• AIM OF THE TASK
Search the listing for the string "total" and copy every line that contains it.
── MATERIALS PROVIDED ──
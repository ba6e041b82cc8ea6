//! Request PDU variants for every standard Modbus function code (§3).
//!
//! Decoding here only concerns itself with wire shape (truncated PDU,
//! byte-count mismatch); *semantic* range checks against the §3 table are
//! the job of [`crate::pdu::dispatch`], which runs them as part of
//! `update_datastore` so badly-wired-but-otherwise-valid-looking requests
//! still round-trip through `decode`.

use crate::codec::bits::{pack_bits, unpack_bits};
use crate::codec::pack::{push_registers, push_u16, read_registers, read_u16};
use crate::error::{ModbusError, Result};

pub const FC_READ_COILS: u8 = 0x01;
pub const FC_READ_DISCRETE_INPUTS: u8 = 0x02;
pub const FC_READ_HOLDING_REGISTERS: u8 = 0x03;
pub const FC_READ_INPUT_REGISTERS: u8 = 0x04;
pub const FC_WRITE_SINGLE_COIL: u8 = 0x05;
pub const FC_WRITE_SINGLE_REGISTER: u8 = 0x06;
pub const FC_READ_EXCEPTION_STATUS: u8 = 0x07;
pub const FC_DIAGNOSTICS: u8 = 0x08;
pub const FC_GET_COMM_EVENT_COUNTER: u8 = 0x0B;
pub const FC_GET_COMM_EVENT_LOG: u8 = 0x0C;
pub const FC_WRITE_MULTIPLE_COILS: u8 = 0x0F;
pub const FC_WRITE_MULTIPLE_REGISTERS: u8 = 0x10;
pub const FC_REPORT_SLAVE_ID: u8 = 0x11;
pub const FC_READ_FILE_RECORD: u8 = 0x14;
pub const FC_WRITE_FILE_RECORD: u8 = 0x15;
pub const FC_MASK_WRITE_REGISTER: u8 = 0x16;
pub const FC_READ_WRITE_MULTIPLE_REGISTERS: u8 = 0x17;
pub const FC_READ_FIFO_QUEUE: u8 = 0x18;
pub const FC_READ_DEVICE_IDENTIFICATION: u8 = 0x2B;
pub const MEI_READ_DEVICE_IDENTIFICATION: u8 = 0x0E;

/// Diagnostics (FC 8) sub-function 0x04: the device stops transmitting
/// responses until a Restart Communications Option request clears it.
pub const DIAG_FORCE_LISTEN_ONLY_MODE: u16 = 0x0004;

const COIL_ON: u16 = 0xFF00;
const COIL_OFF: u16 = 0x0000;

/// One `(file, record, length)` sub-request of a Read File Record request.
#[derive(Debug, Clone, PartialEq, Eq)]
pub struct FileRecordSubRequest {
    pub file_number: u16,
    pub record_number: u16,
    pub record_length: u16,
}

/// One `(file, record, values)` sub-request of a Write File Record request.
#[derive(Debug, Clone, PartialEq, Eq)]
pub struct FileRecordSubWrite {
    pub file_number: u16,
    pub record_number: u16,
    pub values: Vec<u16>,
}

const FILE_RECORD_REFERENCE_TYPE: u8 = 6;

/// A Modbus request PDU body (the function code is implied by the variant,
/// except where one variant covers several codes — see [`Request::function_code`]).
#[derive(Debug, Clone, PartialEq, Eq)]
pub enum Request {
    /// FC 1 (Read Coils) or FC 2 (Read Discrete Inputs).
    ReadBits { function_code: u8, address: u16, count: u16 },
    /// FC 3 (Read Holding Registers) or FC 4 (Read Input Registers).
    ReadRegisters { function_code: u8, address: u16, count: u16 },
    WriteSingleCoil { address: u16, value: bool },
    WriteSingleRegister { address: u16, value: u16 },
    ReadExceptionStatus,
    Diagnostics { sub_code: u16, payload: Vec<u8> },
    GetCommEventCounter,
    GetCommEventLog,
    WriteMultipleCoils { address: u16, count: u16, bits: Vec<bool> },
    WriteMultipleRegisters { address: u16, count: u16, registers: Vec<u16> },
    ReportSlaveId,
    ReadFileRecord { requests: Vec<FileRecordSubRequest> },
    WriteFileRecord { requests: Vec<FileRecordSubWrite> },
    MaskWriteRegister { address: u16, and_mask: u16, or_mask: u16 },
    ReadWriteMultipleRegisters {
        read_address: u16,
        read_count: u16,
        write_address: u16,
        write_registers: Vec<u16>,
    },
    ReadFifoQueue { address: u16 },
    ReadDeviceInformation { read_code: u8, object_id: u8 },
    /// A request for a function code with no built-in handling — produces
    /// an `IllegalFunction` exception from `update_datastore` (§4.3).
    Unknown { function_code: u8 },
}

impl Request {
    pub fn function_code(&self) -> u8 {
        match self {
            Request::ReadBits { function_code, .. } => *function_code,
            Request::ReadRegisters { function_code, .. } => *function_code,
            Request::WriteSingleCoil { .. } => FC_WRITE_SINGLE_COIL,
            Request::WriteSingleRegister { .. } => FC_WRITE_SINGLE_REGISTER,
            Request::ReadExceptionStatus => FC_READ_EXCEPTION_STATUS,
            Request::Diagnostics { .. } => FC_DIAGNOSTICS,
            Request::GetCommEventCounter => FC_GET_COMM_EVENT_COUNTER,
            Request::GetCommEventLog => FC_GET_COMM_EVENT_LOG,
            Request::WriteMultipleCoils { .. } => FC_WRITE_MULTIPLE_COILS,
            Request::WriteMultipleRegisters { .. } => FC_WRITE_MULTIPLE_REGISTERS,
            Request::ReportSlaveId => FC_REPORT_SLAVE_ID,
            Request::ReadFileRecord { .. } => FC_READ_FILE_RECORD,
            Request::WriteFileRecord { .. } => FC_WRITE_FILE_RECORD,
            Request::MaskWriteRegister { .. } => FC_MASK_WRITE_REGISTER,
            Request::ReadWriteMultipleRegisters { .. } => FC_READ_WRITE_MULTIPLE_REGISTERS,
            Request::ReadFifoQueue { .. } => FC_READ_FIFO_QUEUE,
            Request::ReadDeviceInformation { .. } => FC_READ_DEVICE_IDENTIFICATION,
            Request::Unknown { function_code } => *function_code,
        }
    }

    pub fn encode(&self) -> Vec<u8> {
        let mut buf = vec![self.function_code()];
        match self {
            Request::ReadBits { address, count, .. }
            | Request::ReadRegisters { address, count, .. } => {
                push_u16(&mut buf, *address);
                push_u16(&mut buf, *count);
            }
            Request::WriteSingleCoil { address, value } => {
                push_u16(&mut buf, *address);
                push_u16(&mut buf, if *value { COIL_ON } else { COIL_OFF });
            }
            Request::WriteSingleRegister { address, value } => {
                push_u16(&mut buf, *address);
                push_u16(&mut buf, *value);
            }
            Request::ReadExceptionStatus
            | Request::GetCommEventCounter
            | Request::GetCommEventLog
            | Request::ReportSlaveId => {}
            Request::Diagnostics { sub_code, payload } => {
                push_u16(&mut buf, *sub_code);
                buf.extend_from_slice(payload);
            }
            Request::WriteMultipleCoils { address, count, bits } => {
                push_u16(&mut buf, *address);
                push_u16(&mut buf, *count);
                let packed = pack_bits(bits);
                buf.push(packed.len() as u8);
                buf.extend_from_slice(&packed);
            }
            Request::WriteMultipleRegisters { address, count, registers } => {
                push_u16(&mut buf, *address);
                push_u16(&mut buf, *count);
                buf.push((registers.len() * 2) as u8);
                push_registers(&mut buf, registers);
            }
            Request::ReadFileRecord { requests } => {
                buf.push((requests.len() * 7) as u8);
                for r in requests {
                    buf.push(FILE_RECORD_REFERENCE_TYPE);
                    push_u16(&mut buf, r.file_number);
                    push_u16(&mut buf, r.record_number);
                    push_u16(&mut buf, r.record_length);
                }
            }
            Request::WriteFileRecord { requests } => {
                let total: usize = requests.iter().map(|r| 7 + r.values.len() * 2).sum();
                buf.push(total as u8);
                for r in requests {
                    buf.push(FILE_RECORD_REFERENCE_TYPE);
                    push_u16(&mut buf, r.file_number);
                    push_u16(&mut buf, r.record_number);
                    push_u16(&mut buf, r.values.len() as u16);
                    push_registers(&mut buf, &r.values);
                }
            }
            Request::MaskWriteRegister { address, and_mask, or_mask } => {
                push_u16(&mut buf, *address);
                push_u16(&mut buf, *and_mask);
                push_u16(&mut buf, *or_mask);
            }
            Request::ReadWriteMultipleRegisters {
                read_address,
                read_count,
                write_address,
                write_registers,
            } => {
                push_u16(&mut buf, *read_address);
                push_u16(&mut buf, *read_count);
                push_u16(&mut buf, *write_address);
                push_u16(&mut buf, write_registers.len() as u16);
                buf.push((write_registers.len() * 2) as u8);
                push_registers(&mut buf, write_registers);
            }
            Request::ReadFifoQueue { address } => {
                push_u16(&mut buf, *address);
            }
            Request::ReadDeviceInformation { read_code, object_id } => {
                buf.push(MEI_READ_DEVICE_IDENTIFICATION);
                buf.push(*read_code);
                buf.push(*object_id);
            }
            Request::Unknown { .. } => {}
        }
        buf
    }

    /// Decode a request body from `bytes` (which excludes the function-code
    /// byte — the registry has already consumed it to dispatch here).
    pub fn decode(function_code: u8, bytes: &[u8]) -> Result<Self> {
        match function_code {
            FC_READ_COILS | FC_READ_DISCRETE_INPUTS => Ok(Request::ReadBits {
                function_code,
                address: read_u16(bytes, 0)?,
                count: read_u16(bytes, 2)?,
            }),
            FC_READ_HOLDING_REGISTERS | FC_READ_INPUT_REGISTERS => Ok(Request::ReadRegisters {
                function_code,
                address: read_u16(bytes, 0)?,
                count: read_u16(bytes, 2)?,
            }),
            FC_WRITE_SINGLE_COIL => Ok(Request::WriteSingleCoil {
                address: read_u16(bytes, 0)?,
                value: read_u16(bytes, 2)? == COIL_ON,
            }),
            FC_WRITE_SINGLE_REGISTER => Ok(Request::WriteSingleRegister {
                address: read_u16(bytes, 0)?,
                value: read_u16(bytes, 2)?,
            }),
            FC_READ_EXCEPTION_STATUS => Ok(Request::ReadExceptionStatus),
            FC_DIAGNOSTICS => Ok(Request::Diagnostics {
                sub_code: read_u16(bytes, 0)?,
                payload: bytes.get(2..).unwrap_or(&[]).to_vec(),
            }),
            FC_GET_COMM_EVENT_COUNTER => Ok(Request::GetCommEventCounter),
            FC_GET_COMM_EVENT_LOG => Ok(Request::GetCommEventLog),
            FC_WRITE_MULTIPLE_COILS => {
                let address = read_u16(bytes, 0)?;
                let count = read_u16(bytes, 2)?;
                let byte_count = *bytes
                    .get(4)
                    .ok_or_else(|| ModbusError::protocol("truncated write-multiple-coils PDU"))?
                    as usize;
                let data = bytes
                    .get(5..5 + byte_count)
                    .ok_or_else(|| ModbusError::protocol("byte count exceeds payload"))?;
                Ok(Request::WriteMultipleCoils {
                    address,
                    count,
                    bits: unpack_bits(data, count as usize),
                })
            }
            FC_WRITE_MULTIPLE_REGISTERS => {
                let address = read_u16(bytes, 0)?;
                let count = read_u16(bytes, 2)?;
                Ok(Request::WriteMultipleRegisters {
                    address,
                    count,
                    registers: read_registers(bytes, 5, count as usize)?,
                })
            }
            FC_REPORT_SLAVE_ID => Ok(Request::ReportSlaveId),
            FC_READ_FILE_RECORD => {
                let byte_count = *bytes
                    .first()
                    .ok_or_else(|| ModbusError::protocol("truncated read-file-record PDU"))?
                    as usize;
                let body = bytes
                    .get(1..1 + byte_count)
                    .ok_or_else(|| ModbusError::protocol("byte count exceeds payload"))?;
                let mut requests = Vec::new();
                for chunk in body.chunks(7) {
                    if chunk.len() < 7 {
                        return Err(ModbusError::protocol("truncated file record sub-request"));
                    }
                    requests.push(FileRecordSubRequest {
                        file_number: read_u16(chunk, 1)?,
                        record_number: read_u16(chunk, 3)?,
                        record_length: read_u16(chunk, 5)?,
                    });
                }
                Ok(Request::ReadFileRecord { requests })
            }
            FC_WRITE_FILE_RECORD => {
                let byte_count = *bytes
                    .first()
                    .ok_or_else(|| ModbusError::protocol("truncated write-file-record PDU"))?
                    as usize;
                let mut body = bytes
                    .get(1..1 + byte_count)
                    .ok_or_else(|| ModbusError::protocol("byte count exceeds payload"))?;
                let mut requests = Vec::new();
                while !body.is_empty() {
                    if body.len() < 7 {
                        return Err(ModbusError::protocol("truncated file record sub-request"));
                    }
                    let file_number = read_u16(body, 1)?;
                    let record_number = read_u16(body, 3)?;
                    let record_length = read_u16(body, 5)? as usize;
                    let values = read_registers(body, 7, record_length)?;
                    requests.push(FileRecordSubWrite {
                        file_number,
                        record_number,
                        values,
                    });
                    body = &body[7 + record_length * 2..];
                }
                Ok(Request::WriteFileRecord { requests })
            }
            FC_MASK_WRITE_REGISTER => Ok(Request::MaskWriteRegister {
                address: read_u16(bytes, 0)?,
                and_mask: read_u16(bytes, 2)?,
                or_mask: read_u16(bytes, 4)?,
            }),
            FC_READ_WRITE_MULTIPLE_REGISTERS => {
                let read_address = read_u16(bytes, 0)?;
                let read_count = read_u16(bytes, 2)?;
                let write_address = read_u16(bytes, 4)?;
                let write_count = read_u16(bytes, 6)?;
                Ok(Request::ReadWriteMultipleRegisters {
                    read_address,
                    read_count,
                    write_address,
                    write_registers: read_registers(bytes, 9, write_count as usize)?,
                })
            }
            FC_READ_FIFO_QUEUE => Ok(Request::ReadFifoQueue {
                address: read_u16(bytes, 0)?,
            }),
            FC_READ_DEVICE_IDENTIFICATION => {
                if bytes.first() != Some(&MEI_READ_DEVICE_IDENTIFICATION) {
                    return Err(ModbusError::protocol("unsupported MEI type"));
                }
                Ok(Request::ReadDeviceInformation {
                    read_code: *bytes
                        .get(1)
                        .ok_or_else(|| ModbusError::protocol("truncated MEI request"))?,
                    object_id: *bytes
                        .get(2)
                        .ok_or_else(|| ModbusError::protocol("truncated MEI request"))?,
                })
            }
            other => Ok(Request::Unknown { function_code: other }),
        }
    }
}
───
• ANSWER SPACE
                let total: usize = requests.iter().map(|r| 7 + r.values.len() * 2).sum();
                buf.push(total as u8);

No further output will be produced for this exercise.